↓

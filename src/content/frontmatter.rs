//! Front-matter parsing

use chrono::{DateTime, Duration, Local, NaiveDate, NaiveDateTime, TimeZone};
use serde::de::Error as _;
use serde::{Deserialize, Deserializer};
use serde_yaml::Value;
use thiserror::Error;

use super::DocumentId;

const DELIMITER: &str = "---";

/// Why a front-matter block could not be read
#[derive(Debug, Error)]
pub enum FrontMatterError {
    #[error("front-matter is missing its closing '---' line")]
    Unterminated,

    #[error("invalid YAML front-matter: {0}")]
    Yaml(#[from] serde_yaml::Error),
}

/// Front-matter header of a blog document
#[derive(Debug, Clone, Default, Deserialize)]
#[serde(default)]
pub struct FrontMatter {
    pub id: Option<DocumentId>,
    pub title: Option<String>,
    pub date: Option<String>,
    pub excerpt: Option<String>,
    #[serde(deserialize_with = "deserialize_categories")]
    categories: Vec<String>,
    #[serde(rename = "readTime")]
    pub read_time: Option<String>,
    #[serde(rename = "coverImage")]
    pub cover_image: Option<String>,
}

impl FrontMatter {
    /// Split a document into its front-matter and body.
    ///
    /// A document that does not open with a `---` line has no front-matter
    /// and is returned whole as the body.
    pub fn parse(content: &str) -> Result<(Self, &str), FrontMatterError> {
        let content = content.strip_prefix('\u{feff}').unwrap_or(content);

        let rest = match content.split_once('\n') {
            Some((first, rest)) if first.trim_end() == DELIMITER => rest,
            None if content.trim_end() == DELIMITER => return Err(FrontMatterError::Unterminated),
            _ => return Ok((FrontMatter::default(), content)),
        };

        let mut offset = 0;
        for line in rest.split_inclusive('\n') {
            if line.trim_end() == DELIMITER {
                let yaml = &rest[..offset];
                let body = &rest[offset + line.len()..];

                if yaml.trim().is_empty() {
                    return Ok((FrontMatter::default(), body));
                }

                let fm: FrontMatter = serde_yaml::from_str(yaml)?;
                return Ok((fm, body));
            }
            offset += line.len();
        }

        Err(FrontMatterError::Unterminated)
    }

    /// Categories in the order they were written
    pub fn categories(&self) -> Vec<String> {
        self.categories.clone()
    }

    /// Parse the date string into a DateTime
    pub fn parse_date(&self) -> Option<DateTime<Local>> {
        self.date.as_deref().and_then(parse_date_string)
    }
}

/// Categories may be written as a list or as a single name. Bare numbers
/// and booleans (`[React, 2024]`) are taken as names too.
fn deserialize_categories<'de, D>(deserializer: D) -> Result<Vec<String>, D::Error>
where
    D: Deserializer<'de>,
{
    let items = match Option::<Value>::deserialize(deserializer)? {
        None | Some(Value::Null) => return Ok(Vec::new()),
        Some(Value::Sequence(items)) => items,
        Some(other) => vec![other],
    };

    items
        .into_iter()
        .map(|item| {
            scalar_name(item)
                .ok_or_else(|| D::Error::custom("categories must be a name or a list of names"))
        })
        .collect()
}

fn scalar_name(value: Value) -> Option<String> {
    match value {
        Value::String(s) => Some(s),
        Value::Number(n) => Some(n.to_string()),
        Value::Bool(b) => Some(b.to_string()),
        Value::Tagged(tagged) => scalar_name(tagged.value),
        Value::Null | Value::Sequence(_) | Value::Mapping(_) => None,
    }
}

/// Resolve a wall-clock time in `tz`. A time skipped by a daylight-saving
/// change resolves to the same wall-clock time one hour later; an ambiguous
/// one resolves to the earlier instant.
fn resolve_local<Tz: TimeZone>(tz: &Tz, dt: NaiveDateTime) -> Option<DateTime<Tz>> {
    tz.from_local_datetime(&dt).earliest().or_else(|| {
        let shifted = dt.checked_add_signed(Duration::hours(1))?;
        tz.from_local_datetime(&shifted).earliest()
    })
}

/// Parse a date string in the formats blog authors commonly write
fn parse_date_string(s: &str) -> Option<DateTime<Local>> {
    let s = s.trim();

    if let Ok(dt) = DateTime::parse_from_rfc3339(s) {
        return Some(dt.with_timezone(&Local));
    }

    let datetime_formats = [
        "%Y-%m-%d %H:%M:%S",
        "%Y/%m/%d %H:%M:%S",
        "%Y-%m-%d %H:%M",
        "%Y/%m/%d %H:%M",
        "%Y-%m-%dT%H:%M:%S",
        "%Y-%m-%dT%H:%M:%S%.f",
    ];
    for fmt in datetime_formats {
        if let Ok(dt) = NaiveDateTime::parse_from_str(s, fmt) {
            return resolve_local(&Local, dt);
        }
    }

    for fmt in ["%Y-%m-%d", "%Y/%m/%d"] {
        if let Ok(d) = NaiveDate::parse_from_str(s, fmt) {
            return resolve_local(&Local, d.and_hms_opt(0, 0, 0)?);
        }
    }

    None
}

↑

### What the task asks
Lines containing the string "clock" above: how many are there? Answer with the number only.

### Solution to this exercise
2